1. A simple method is to use a machine-readable dictionary of phrase variants (e.g., Evans et al., 1991). Currently, such a dictionary is hand- built, which limits the method to restricted subject domains.
2. The omission of function words (e.g., propositions, determiners, pronouns) and possible neglecting of the order of the remaining content words forms another easy, but not always reliable, phrase normalization method (Dillon & Gray, 1983; Fagan, 1989).
3. A more secure method for recognition of syntactic variants is based on syntactical phrase recognition. It uses the output of a syntactic parse of a sentence and defines (meta)rules for equivalent phrases (Jacquemin &
Royauté 1994; Strzalkowski et al., 1997; Tzoukermann, Klavans, &
Jacquemin, 1997; cf. Sparck Jones & Tait, 1984). This approach may be combined with anaphoric resolution (see Grishman, 1986, p. 124 ff. and Lappin & Leass, 1994) and word stemming.
6.4 Recognition of Proper Names
A special case of phrase recognition in texts is the selection of proper namesorproper nouns (Rau, 1992; Jacobs, 1993; Mani & MacMillan, 1996;
Paik, Liddy, Yu, & McKenna, 1993; Strzalkowski et al., 1997). Indexing with important proper names is useful in many retrieval applications. Proper names regard names of persons, companies, institutions, product brands, locations, and currencies. There are two major ways for recognizing them.

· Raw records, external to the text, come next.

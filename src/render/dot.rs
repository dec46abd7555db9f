//! Graphviz DOT output.
//!
//! Node statements are only written for nodes that carry attributes; every
//! other node is declared implicitly by the edges that use it, so the output
//! stays close to what a hand-written flowchart would look like.

use crate::config::{GraphSettings, DEFAULT_WEIGHT_PRECISION};
use crate::error::Result;
use crate::graph::{EdgeRecord, GraphSnapshot, NodeRecord};
use crate::render::GraphRenderer;
use std::fmt::Write;

/// Renders snapshots as `digraph` source.
#[derive(Debug, Clone)]
pub struct DotRenderer {
    graph: GraphSettings,
    weight_precision: usize,
}

impl Default for DotRenderer {
    fn default() -> Self {
        Self::new(GraphSettings::default(), DEFAULT_WEIGHT_PRECISION)
    }
}

impl DotRenderer {
    pub fn new(graph: GraphSettings, weight_precision: usize) -> Self {
        Self {
            graph,
            weight_precision,
        }
    }

    /// DOT source for `snapshot`.
    pub fn to_dot(&self, snapshot: &GraphSnapshot) -> String {
        let mut out = String::new();
        out.push_str("digraph {\n");
        let _ = writeln!(out, "\trankdir={}", self.graph.rankdir.as_str());
        let _ = writeln!(out, "\tnode [shape={}]", self.graph.node_shape.as_str());

        for node in snapshot.nodes.iter().filter(|n| has_attributes(n)) {
            self.write_node(&mut out, node);
        }
        for edge in &snapshot.edges {
            self.write_edge(&mut out, edge);
        }

        out.push_str("}\n");
        out
    }

    fn write_node(&self, out: &mut String, node: &NodeRecord) {
        let mut attrs = Vec::new();
        if let Some(label) = &node.label {
            attrs.push(format!("label={}", quote(label)));
        }
        if let Some(shape) = node.shape {
            attrs.push(format!("shape={}", shape.as_str()));
        }
        if let Some(width) = node.width {
            attrs.push(format!("width={}", width));
        }
        if let Some(height) = node.height {
            attrs.push(format!("height={}", height));
        }
        let _ = writeln!(out, "\t{} [{}]", quote(&node.id), attrs.join(" "));
    }

    fn write_edge(&self, out: &mut String, edge: &EdgeRecord) {
        let mut attrs = vec![
            format!("arrowhead={}", quote_if_needed(&self.graph.arrowhead)),
            format!("color={}", edge.color.as_str()),
        ];
        if let Some(port) = edge.head_port {
            attrs.push(format!("headport={}", port.as_str()));
        }
        if let Some(label) = edge.display_label(self.weight_precision) {
            attrs.push(format!("label={}", quote(&label)));
        }
        if let Some(len) = edge.len {
            attrs.push(format!("len={}", len));
        }
        if let Some(port) = edge.tail_port {
            attrs.push(format!("tailport={}", port.as_str()));
        }
        let _ = writeln!(
            out,
            "\t{} -> {} [{}]",
            quote(&edge.from),
            quote(&edge.to),
            attrs.join(" ")
        );
    }
}

impl GraphRenderer for DotRenderer {
    fn extension(&self) -> &'static str {
        "dot"
    }

    fn render(&self, snapshot: &GraphSnapshot) -> Result<Vec<u8>> {
        Ok(self.to_dot(snapshot).into_bytes())
    }
}

fn has_attributes(node: &NodeRecord) -> bool {
    node.label.is_some() || node.shape.is_some() || node.width.is_some() || node.height.is_some()
}

/// Double-quote a DOT identifier, escaping quotes and backslashes.
fn quote(s: &str) -> String {
    let mut out = String::with_capacity(s.len() + 2);
    out.push('"');
    for c in s.chars() {
        match c {
            '"' | '\\' => {
                out.push('\\');
                out.push(c);
            }
            '\n' => out.push_str("\\n"),
            _ => out.push(c),
        }
    }
    out.push('"');
    out
}

fn quote_if_needed(s: &str) -> String {
    if !s.is_empty() && s.chars().all(|c| c.is_ascii_alphanumeric() || c == '_') {
        s.to_string()
    } else {
        quote(s)
    }
}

1. The application of a lexicon or machine-readable dictionary of names requires an existing database of names, provided on an external basis (e.g., Hayes, 1994). Composing the database of names manually is only possible for applications with a narrow scope. The lexicon may provide name variants.
2. Because many proper names (e.g., companies) appear, disappear, or change, accurate identification requires recognizing new names. They are recognized by special rules that express the typical features of proper name phrases (e.g., capitalization) or the linguistic context (e.g., indicator words) in which the names ought to be found (Jacobs, 1993; Hayes,
1994; Cowie & Lehnert, 1996). Recognition is sometimes problematic (e.g., “van Otterloo & Coo”).

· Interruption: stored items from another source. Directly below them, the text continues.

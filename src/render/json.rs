//! JSON dump of the renderer records, for external renderers.

use crate::error::{CircuitError, Result};
use crate::graph::GraphSnapshot;
use crate::render::GraphRenderer;

#[derive(Debug, Clone, Copy, Default)]
pub struct JsonRenderer;

impl GraphRenderer for JsonRenderer {
    fn extension(&self) -> &'static str {
        "json"
    }

    fn render(&self, snapshot: &GraphSnapshot) -> Result<Vec<u8>> {
        let mut bytes = serde_json::to_vec_pretty(snapshot)
            .map_err(|e| CircuitError::Render(format!("Failed to serialize graph: {}", e)))?;
        bytes.push(b'\n');
        Ok(bytes)
    }
}
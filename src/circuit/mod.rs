//! Circuit vector front end.
//!
//! - [`rank`] - three-tier sink ranking over the whole vector
//! - [`vector`] - validated vectors and the two-line data file
//! - [`decoder`] - vector to [`GraphModel`](crate::graph::GraphModel)
//! - [`legend`] - caption and legend decorations

pub mod decoder;
pub mod legend;
pub mod rank;
pub mod vector;

pub use decoder::CircuitVectorDecoder;
pub use legend::{decorate, LegendOptions};
pub use rank::{classify_sinks, SinkRanks};
pub use vector::{CircuitData, CircuitVector};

Proper name recognition tools must cope with the many variants that occur. Variation in names concerns: suffix words (e.g., “Inc”, “N.V.”), prefix words (e.g., personal titles), other optional words (e.g., “van”), alternate words (e.g., “Intl Business Machines” and “International Business Machines”), alternate names (e.g., “IBM” and “Big Blue”), forenames (e.g.,
“Gerald Thijs”, “G. Thijs”, and “Thijs”), punctuation (e.g., “Sensotec N.V.”

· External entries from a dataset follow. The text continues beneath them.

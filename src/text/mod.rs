//! Text grammar front end.
//!
//! A restricted, line-oriented subset of Graphviz DOT describing the same
//! circuits as the vector encoding. Stream kinds come from edge labels
//! (`conc`, `tails`) instead of value ranks.

pub mod line;
pub mod parser;

pub use line::{AttrList, LineKind};
pub use parser::{stream_kind, CircuitTextParser, ParseReport};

and “Sensotec NV”), case sensitivity (e.g., “SigmaDelta” and “Sigmadelta”), and hyphenation (e.g., “Sigma Delta”, “Sigma-Delta”, and “SigmaDelta”).
One way to resolve variants is by defining similarities between names based on shared letter sequences ( n-grams) (cf. Pfeifer, Poersch, & Fuhr, 1996).
Another challenging problem is recognition of the semantic category of the proper names (e.g., identifying personal names, company names) (McDonald, 1996; Paik et al., 1993; Paik, Liddy, Yu, & McKenna, 1996).
The category of a proper name can be extracted from the machine-readable dictionary, if available. Alternatively, the category can be detected by applying context heuristics that are developed from analysis of contexts in an example corpus.